Keep Off the Sprouts
Hugh Pennington
'It's the sprouts,' the head of the Federal Robert Koch Institute in Berlin, Reinhard Burger, announced on 10 June. No surprise. Bean-sprout food-poisoning outbreaks occur regularly. The first big one was caused by Salmonella in the UK in 1988, when 143 people fell ill after eating contaminated mung bean sprouts. The outbreak in Sakai City in Japan in 1996 was caused by radish sprouts contaminated with E.coli O157. In the UK last year 231 people were infected with Salmonella from bean sprouts.
The majority of bean-sprout outbreak victims are women, probably because children and men are less likely to eat them. The outbreak can have been running for a while before it’s noticed. Investigations are often started only when there are an unusual number of cases caused by a rare strain of microbe. And in the majority of outbreaks the bacteria are not found on the suspect sprouts. The German outbreak has all these features. But there’s strong evidence that incriminates the sprouts as the vector for E.coli O104. A study of travel groups and club members who had eaten at a restaurant was crucial. Menus, receipts, information about ingredients and photographs showing food on plates were compared to identify what the sick had eaten but the well hadn’t. There is also a geographical relationship between case clusters and the distribution chain of sprouts from the producer in Lower Saxony.
Raw bean sprouts are a high-risk food because beans can have invisible contamination on them, and because the conditions used for sprouting – many hours in the warmth and wet – are optimal for the growth of bacteria. The only possible ways to reduce the risk are to use beans from a trustworthy grower who doesn’t get manure on his harvest, and decontamination. The best chemical decontaminant is bleach, but the highest permitted concentration won’t kill all the bugs. The only process that looks promising is irradiation. It’s hard to see organic sprouters going down this route.
Comments
oddly enough this seems to be the exact same argument made by the Wall Street Journal columnist this weekend ["Europe's Organic Food Scare"].
and of course inquiring minds might well ask: cui bono on that one....
no doubt some mighty big profits to be made in large-scale food irradiation were that to become the latest hysteria-triggered fashion
as a sprout eater of many decades standing may i suggest that the most promising solution is actually just some common sense. Sprout them yourself, or - with mung beans buy them prefab if you must but then cook them, slowly, over a low heat. And in the summer avoid the salad bar offerings of alfafa shoots, etc. (do we know if those sickened in Germany were made ill by sprouts they had bought in shops, or was it entirely via restaurant salad bars? These are generally great places to spread disease in the summer months...)

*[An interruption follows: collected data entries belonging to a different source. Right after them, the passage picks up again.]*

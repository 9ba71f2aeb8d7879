//! Authentication extractor
//!
//! Resolves the bearer token of a request into a [`Principal`] using the
//! identity resolver held in AppState.

use crate::error::ApiError;
use crate::state::AppState;
use axum::{
    extract::{FromRef, OriginalUri},
    http::{header::AUTHORIZATION, request::Parts},
};
use yoga_studio_shared::Principal;

use super::resolver::bearer_token;

/// Authenticated principal extracted from the JWT
///
/// Handlers that take this extractor reject anonymous requests with the
/// uniform 401 body.
#[derive(Debug, Clone)]
pub struct AuthUser {
    pub principal: Principal,
}

#[axum::async_trait]
impl<S> axum::extract::FromRequestParts<S> for AuthUser
where
    AppState: FromRef<S>,
    S: Send + Sync,
{
    type Rejection = ApiError;

    async fn from_request_parts(parts: &mut Parts, state: &S) -> Result<Self, Self::Rejection> {
        let app_state = AppState::from_ref(state);

        // Nested routers see a stripped uri
        let path = parts
            .extensions
            .get::<OriginalUri>()
            .map(|uri| uri.0.path().to_string())
            .unwrap_or_else(|| parts.uri.path().to_string());

        let header = parts
            .headers
            .get(AUTHORIZATION)
            .and_then(|value| value.to_str().ok());

        let principal = app_state
            .identity()
            .resolve(bearer_token(header), &path)?;

        Ok(AuthUser { principal })
    }
}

I'm rather suspicious of any rush-to-irradiation. I see a lot of fruits imported from different lands in the supermarkets, and assume some of it has been irradiated. Namely the box of kiwis I bought in the beginning of March, hard as stones, which remain sitting here in the open at mid-June and are still far from ripe. Or those mangoes which never ripen but eventually just turn brown. I don't think that the wise men of science really know much about what happens to the nutritional value of food following radiation.
That would be the animal offal (can't use the colloquial word [sh*t] on the LRB blog) that was use to fertilize the sprouts.
Irradiation isn't the cure; not using unprocessed animal droppings as fertilizer is.
Which, not coincidentally, would ameliorate nechaev's worries as well.
It's sad to see the LRB try to pass off such "analysis." When did you become News of the World?